April 6, 2020

We rearranged the patio
though no one’s allowed
back. Silver chairs survived
the winter, now the virus.
The navy rug we slid on
brick, under long legs.
We hung string lights under
nostalgic blue, a horsefly
floating by. We put our porch
tables there in negative sun
when I said the new people
watching is through barbed
wire, through dead weeds
overlooking distant sidewalk
behind the abandoned printing
press and the parking lot
of Rite-Aid. There
I saw a congregation
shouting and prowling
abandoned concrete.
All I could picture
was ubiquitous spit–
how will the world
seem clean when
we are allowed
the world again?
Beaks of birds,
always lurking.

(originally published in Ginosko Literary Journal, Summer 2021)

The Sword of Light

This fixture you forgot
on your back patio.

You say you are confused–
how did that turn on? It has

been months since I last visited.
I say the light is a metaphor

for our friendship. Big plants
sit in chairs in your brown-fenced

garden. Don’t know how close
to be anymore. Never get too close.

A tomato vine peeks from a planter
above you. Gardening’s a hobby,

inching toward the thirty you fear.
An August birthday during the lost

summer and you toss a squeaky
blue ball in my general direction,

more wildly as the night goes on,
and Lola retrieves it every time.

You say she slept upstairs with
you for the first time. We joke

she didn’t fall immediately, that you
had to tell her to turn the television

off, stamp her cigarette out. With our masks,
I only see your eyes smile. I hope you notice

mine. It is dark, as it has been for months,
and we try to stay illuminated, despite

these killer particles suspended
somewhere in the talk between us.

(originally published in Bindweed Magazine, Summer 2023)

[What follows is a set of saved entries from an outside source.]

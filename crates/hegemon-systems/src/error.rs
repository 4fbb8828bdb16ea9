//! Error types for the `hegemon-systems` crate.
//!
//! Domain outcomes (deaths, ruptures, crises) are events, never errors. A
//! [`SystemError`] means the graph is malformed or an accounting invariant
//! broke, and aborts the tick.

use hegemon_graph::GraphError;

/// Errors a system can raise while mutating the working graph.
#[derive(Debug, thiserror::Error)]
pub enum SystemError {
    /// A node or edge lookup failed.
    #[error("graph error in {system}: {source}")]
    Graph {
        /// Name of the failing system.
        system: &'static str,
        /// The underlying graph error.
        source: GraphError,
    },

    /// Wealth was created or destroyed by flows that must conserve it.
    #[error("conservation violated at tick {tick}: {before} before, {after} after")]
    ConservationViolated {
        /// Tick being processed.
        tick: u64,
        /// Total wealth before the audited flows.
        before: f64,
        /// Total wealth after the audited flows.
        after: f64,
    },
}

impl SystemError {
    /// Wrap a graph error with the name of the system that hit it.
    pub const fn graph(system: &'static str, source: GraphError) -> Self {
        Self::Graph { system, source }
    }
}
//! Enumeration types for the Hegemon simulation.
//!
//! Social roles, edge kinds, territory classifications, and the outcome
//! enums carried by terminal events.

use serde::{Deserialize, Serialize};
use ts_rs::TS;

// ---------------------------------------------------------------------------
// Social roles
// ---------------------------------------------------------------------------

/// The position a social class occupies in the world system.
#[derive(Debug, Clone, Copy, PartialEq, Eq, PartialOrd, Ord, Hash, Serialize, Deserialize, TS)]
#[serde(rename_all = "snake_case")]
#[ts(export, export_to = "bindings/")]
pub enum SocialRole {
    /// Workers in the periphery whose surplus is extracted.
    PeripheryProletariat,
    /// Local intermediaries who collect rent and forward tribute.
    Comprador,
    /// Owners of capital at the imperial core.
    CoreBourgeoisie,
    /// Core workers paid super-wages out of imperial rent.
    LaborAristocracy,
    /// Guards and police produced by labor-aristocracy decomposition.
    CarceralEnforcer,
    /// Core workers pushed out of the labor aristocracy into precarity.
    InternalProletariat,
    /// Small proprietors.
    PettyBourgeoisie,
    /// Declassed population outside formal production.
    Lumpenproletariat,
}

impl SocialRole {
    /// Whether this role belongs to the exploited strata that can spark.
    pub const fn is_proletarian(self) -> bool {
        matches!(
            self,
            Self::PeripheryProletariat | Self::InternalProletariat | Self::Lumpenproletariat
        )
    }
}

impl core::fmt::Display for SocialRole {
    fn fmt(&self, f: &mut core::fmt::Formatter<'_>) -> core::fmt::Result {
        let name = match self {
            Self::PeripheryProletariat => "periphery_proletariat",
            Self::Comprador => "comprador",
            Self::CoreBourgeoisie => "core_bourgeoisie",
            Self::LaborAristocracy => "labor_aristocracy",
            Self::CarceralEnforcer => "carceral_enforcer",
            Self::InternalProletariat => "internal_proletariat",
            Self::PettyBourgeoisie => "petty_bourgeoisie",
            Self::Lumpenproletariat => "lumpenproletariat",
        };
        f.write_str(name)
    }
}

// ---------------------------------------------------------------------------
// Edge kinds
// ---------------------------------------------------------------------------

/// The kind of a directed relationship between two nodes.
#[derive(Debug, Clone, Copy, PartialEq, Eq, PartialOrd, Ord, Hash, Serialize, Deserialize, TS)]
#[serde(rename_all = "snake_case")]
#[ts(export, export_to = "bindings/")]
pub enum EdgeType {
    /// Surplus extraction from worker to comprador.
    Exploitation,
    /// Comprador forwarding rent to the core.
    Tribute,
    /// Core paying super-wages to the labor aristocracy.
    Wages,
    /// Core subsidising a comprador regime's repression capacity.
    ClientState,
    /// Consciousness-carrying bond between classes.
    Solidarity,
    /// Spatial adjacency between territories.
    Adjacency,
    /// A class residing in a territory.
    Tenancy,
    /// Coercive pressure applied by one class to another.
    Repression,
}

impl core::fmt::Display for EdgeType {
    fn fmt(&self, f: &mut core::fmt::Formatter<'_>) -> core::fmt::Result {
        let name = match self {
            Self::Exploitation => "exploitation",
            Self::Tribute => "tribute",
            Self::Wages => "wages",
            Self::ClientState => "client_state",
            Self::Solidarity => "solidarity",
            Self::Adjacency => "adjacency",
            Self::Tenancy => "tenancy",
            Self::Repression => "repression",
        };
        f.write_str(name)
    }
}

// ---------------------------------------------------------------------------
// Territory classification
// ---------------------------------------------------------------------------

/// The economic sector a territory hosts.
#[derive(Debug, Clone, Copy, PartialEq, Eq, PartialOrd, Ord, Hash, Serialize, Deserialize, TS)]
#[serde(rename_all = "snake_case")]
#[ts(export, export_to = "bindings/")]
pub enum SectorType {
    /// Factories and warehouses.
    Industrial,
    /// Housing.
    Residential,
    /// Shops and offices.
    Commercial,
    /// Campuses.
    University,
    /// Ports and logistics.
    Docks,
    /// State buildings.
    Government,
}

/// How visible organizing activity in a territory is to the state.
#[derive(Debug, Clone, Copy, PartialEq, Eq, PartialOrd, Ord, Hash, Serialize, Deserialize, TS)]
#[serde(rename_all = "snake_case")]
#[ts(export, export_to = "bindings/")]
pub enum OperationalProfile {
    /// Public organizing: recruits faster, accumulates heat.
    HighProfile,
    /// Clandestine organizing: heat decays.
    LowProfile,
}

/// Territory classification, including the sink kinds that receive
/// displaced population.
#[derive(Debug, Clone, Copy, PartialEq, Eq, PartialOrd, Ord, Hash, Serialize, Deserialize, TS)]
#[serde(rename_all = "snake_case")]
#[ts(export, export_to = "bindings/")]
pub enum TerritoryType {
    /// Imperial core territory.
    Core,
    /// Peripheral territory.
    Periphery,
    /// Containment sink with no necropolitical effect.
    Reservation,
    /// Sink that atomizes the organization of its tenants.
    PenalColony,
    /// Sink that eliminates its population.
    ConcentrationCamp,
}

impl TerritoryType {
    /// Routing priority for displaced population (higher wins).
    ///
    /// Returns `None` for territories that are not sinks.
    pub const fn sink_priority(self) -> Option<u8> {
        match self {
            Self::ConcentrationCamp => Some(3),
            Self::PenalColony => Some(2),
            Self::Reservation => Some(1),
            Self::Core | Self::Periphery => None,
        }
    }

    /// Whether displaced population can be routed into this territory.
    pub const fn is_sink(self) -> bool {
        self.sink_priority().is_some()
    }
}

// ---------------------------------------------------------------------------
// Outcomes
// ---------------------------------------------------------------------------

/// The terminal bifurcation reached once the carceral state loses control.
#[derive(Debug, Clone, Copy, PartialEq, Eq, PartialOrd, Ord, Hash, Serialize, Deserialize, TS)]
#[serde(rename_all = "snake_case")]
#[ts(export, export_to = "bindings/")]
pub enum TerminalOutcome {
    /// The organized prisoner population overthrows the carceral order.
    Revolution,
    /// The carceral order resolves the surplus population by elimination.
    Genocide,
}

impl core::fmt::Display for TerminalOutcome {
    fn fmt(&self, f: &mut core::fmt::Formatter<'_>) -> core::fmt::Result {
        match self {
            Self::Revolution => f.write_str("revolution"),
            Self::Genocide => f.write_str("genocide"),
        }
    }
}

/// Percolation phase of the solidarity network.
#[derive(Debug, Clone, Copy, PartialEq, Eq, PartialOrd, Ord, Hash, Serialize, Deserialize, TS)]
#[serde(rename_all = "snake_case")]
#[ts(export, export_to = "bindings/")]
pub enum NetworkPhase {
    /// Isolated cells; no connected movement.
    Gaseous,
    /// Clusters forming but no spanning component.
    Transitional,
    /// A giant component spans most of the active population.
    Liquid,
}

impl core::fmt::Display for NetworkPhase {
    fn fmt(&self, f: &mut core::fmt::Formatter<'_>) -> core::fmt::Result {
        match self {
            Self::Gaseous => f.write_str("gaseous"),
            Self::Transitional => f.write_str("transitional"),
            Self::Liquid => f.write_str("liquid"),
        }
    }
}

#[cfg(test)]
mod tests {
    use super::*;

    #[test]
    fn sink_priority_orders_camp_over_colony_over_reservation() {
        let camp = TerritoryType::ConcentrationCamp.sink_priority();
        let colony = TerritoryType::PenalColony.sink_priority();
        let reservation = TerritoryType::Reservation.sink_priority();
        assert!(camp > colony);
        assert!(colony > reservation);
        assert!(reservation.is_some());
        assert!(!TerritoryType::Core.is_sink());
        assert!(!TerritoryType::Periphery.is_sink());
    }

    #[test]
    fn roles_serialize_snake_case() {
        let json = serde_json::to_string(&SocialRole::LaborAristocracy).unwrap_or_default();
        assert_eq!(json, "\"labor_aristocracy\"");
        assert_eq!(SocialRole::LaborAristocracy.to_string(), "labor_aristocracy");
    }
}
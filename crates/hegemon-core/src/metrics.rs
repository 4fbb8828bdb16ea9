//! Per-tick aggregate metrics for analysis and dashboards.

use std::collections::BTreeMap;

use hegemon_systems::SimulationConfig;
use hegemon_types::{SocialRole, WorldState};
use serde::Serialize;

use crate::error::ObserverError;
use crate::observer::{SimulationObserver, tick_events};

/// Aggregates read off one snapshot.
#[derive(Debug, Clone, PartialEq, Serialize)]
pub struct TickMetrics {
    /// Snapshot tick.
    pub tick: u64,
    /// Number of living classes.
    pub active_entities: usize,
    /// Wealth held by living classes.
    pub total_wealth: f64,
    /// Wealth of living classes grouped by role.
    pub wealth_by_role: BTreeMap<SocialRole, f64>,
    /// Mean class consciousness of living classes.
    pub mean_consciousness: f64,
    /// Mean national identity of living classes.
    pub mean_national_identity: f64,
    /// Imperial rent pool.
    pub rent_pool: f64,
    /// Super-wage rate.
    pub wage_rate: f64,
    /// Events emitted by the tick that produced this snapshot.
    pub events_this_tick: usize,
}

impl TickMetrics {
    /// Compute metrics for `state`, counting `events_this_tick` new events.
    pub fn from_state(state: &WorldState, events_this_tick: usize) -> Self {
        let mut wealth_by_role: BTreeMap<SocialRole, f64> = BTreeMap::new();
        let mut active_entities = 0_usize;
        let mut consciousness = 0.0;
        let mut national_identity = 0.0;
        for entity in state.active_entities() {
            active_entities = active_entities.saturating_add(1);
            *wealth_by_role.entry(entity.role).or_default() += entity.wealth;
            consciousness += entity.ideology.class_consciousness;
            national_identity += entity.ideology.national_identity;
        }
        #[allow(clippy::cast_precision_loss)]
        let count = active_entities.max(1) as f64;

        Self {
            tick: state.tick,
            active_entities,
            total_wealth: state.total_wealth(),
            wealth_by_role,
            mean_consciousness: consciousness / count,
            mean_national_identity: national_identity / count,
            rent_pool: state.economy.imperial_rent_pool,
            wage_rate: state.economy.current_super_wage_rate,
            events_this_tick,
        }
    }
}

/// Collects [`TickMetrics`] for every snapshot of a run.
#[derive(Debug, Clone, Default)]
pub struct MetricsCollector {
    history: Vec<TickMetrics>,
}

impl MetricsCollector {
    /// An empty collector.
    pub fn new() -> Self {
        Self::default()
    }

    /// Every row collected, oldest first.
    pub fn history(&self) -> &[TickMetrics] {
        &self.history
    }

    /// The most recent row.
    pub fn latest(&self) -> Option<&TickMetrics> {
        self.history.last()
    }

    /// Append a row.
    pub fn record(&mut self, metrics: TickMetrics) {
        self.history.push(metrics);
    }

    /// The whole history as a pretty-printed JSON array.
    pub fn to_json(&self) -> Result<String, ObserverError> {
        Ok(serde_json::to_string_pretty(&self.history)?)
    }
}

impl SimulationObserver for MetricsCollector {
    fn name(&self) -> &'static str {
        "metrics"
    }

    fn on_simulation_start(
        &mut self,
        initial: &WorldState,
        _config: &SimulationConfig,
    ) -> Result<(), ObserverError> {
        self.record(TickMetrics::from_state(initial, 0));
        Ok(())
    }

    fn on_tick(&mut self, previous: &WorldState, current: &WorldState) -> Result<(), ObserverError> {
        let emitted = tick_events(previous, current).len();
        self.record(TickMetrics::from_state(current, emitted));
        Ok(())
    }
}

#[cfg(test)]
mod tests {
    use super::*;
    use hegemon_types::SocialClass;

    fn society() -> WorldState {
        WorldState::new()
            .with_entity(
                SocialClass::new("C001", "Workers", SocialRole::PeripheryProletariat)
                    .with_wealth(10.0)
                    .with_consciousness(0.8),
            )
            .with_entity(
                SocialClass::new("C002", "Aristocracy", SocialRole::LaborAristocracy)
                    .with_wealth(30.0)
                    .with_national_identity(0.6),
            )
            .with_entity(
                SocialClass::new("C003", "Dormant", SocialRole::InternalProletariat)
                    .with_wealth(500.0)
                    .dormant(),
            )
    }

    #[test]
    fn aggregates_living_classes_only() {
        let metrics = TickMetrics::from_state(&society(), 3);
        assert_eq!(metrics.active_entities, 2);
        assert!((metrics.total_wealth - 40.0).abs() < 1e-9);
        assert!((metrics.mean_consciousness - 0.4).abs() < 1e-9);
        assert!((metrics.mean_national_identity - 0.3).abs() < 1e-9);
        assert_eq!(metrics.wealth_by_role.get(&SocialRole::InternalProletariat), None);
        assert_eq!(metrics.events_this_tick, 3);
    }

    #[test]
    fn empty_world_has_zero_means() {
        let metrics = TickMetrics::from_state(&WorldState::new(), 0);
        assert_eq!(metrics.active_entities, 0);
        assert!(metrics.mean_consciousness.abs() < f64::EPSILON);
    }

    #[test]
    fn json_export_is_an_array() {
        let mut collector = MetricsCollector::new();
        let state = society();
        assert!(collector.on_simulation_start(&state, &SimulationConfig::default()).is_ok());
        assert!(collector.on_tick(&state, &state).is_ok());
        assert_eq!(collector.history().len(), 2);
        let json = collector.to_json();
        assert!(json.is_ok_and(|j| j.trim_start().starts_with('[') && j.contains("wealth_by_role")));
    }
}
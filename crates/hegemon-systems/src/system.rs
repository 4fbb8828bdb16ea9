//! The [`System`] trait every domain system implements.

use hegemon_graph::WorkingGraph;

use crate::bus::EventBus;
use crate::config::{GameDefines, SimulationConfig};
use crate::context::CrossTickContext;
use crate::error::SystemError;

/// Everything a system may read or write besides the graph.
#[derive(Debug)]
pub struct StepContext<'a> {
    /// Tick of the snapshot being advanced; stamped on every event.
    pub tick: u64,
    /// Imperial-circuit coefficients.
    pub config: &'a SimulationConfig,
    /// Per-system tunables.
    pub defines: &'a GameDefines,
    /// Memory carried between ticks.
    pub cross_tick: &'a mut CrossTickContext,
    /// Event channel for this tick.
    pub bus: &'a mut EventBus,
}

/// One stage of the tick pipeline.
///
/// Systems run once per tick in a fixed order. They mutate the working graph
/// and publish events; they perform no I/O.
pub trait System {
    /// Stable name used in logs and errors.
    fn name(&self) -> &'static str;

    /// Advance this system's slice of the world by one tick.
    fn step(&self, graph: &mut WorkingGraph, ctx: &mut StepContext<'_>) -> Result<(), SystemError>;
}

Look for Me, Someday, in a Sentimental Ad

I dive into a fresh pool of shining glass–
who wants to spend their years with me?

The new-city-me screams its lungs out for
you. Looking to the past, I fall in love

again. I’ll be promiscuous when
unemployed. I can’t face life

pursuing absolute perfection. Maybe
I will soften my hair, finally. My cat

may not be into this. We lay sideways
in a beam of sun on dust-layered carpet,

moving our eyes to the wall’s tricks of light.

(originally published in Count Seeds With Me [Ethel Zine and Micro-Press], Spring 2022)

August, 2020 (Five Months Quarantined)

sorry about all this junk everywhere
we won’t leave the house it’s a hundred
degrees heat the same rooms the same
clouds the same dust nothing to escape
so much shit you yell all of it is oil slick
off our bones if I could sell my veins I
wouldn’t but someone would you would
purchase them and ornament my body
sell my cheap taxidermy that’s just how
it is there ain’t enough drugs in the world
to convince me otherwise there are
I’ll trade you thirty dollars for an exciting
week enough for an air bag each small
car ride home do you have weed? what
should we do?  these nightmares every day
give you nightmares every night they hit
you in the chest and your mind just screams
no more what is the problem do you care?
let’s play fucking music we need blood
so we can sweeten so we can sleep finally
classic rock we got the sixties beat
let’s drink until it’s cold until heaven
is an illusion we did it now look

(originally published in BarBar, Summer 2023)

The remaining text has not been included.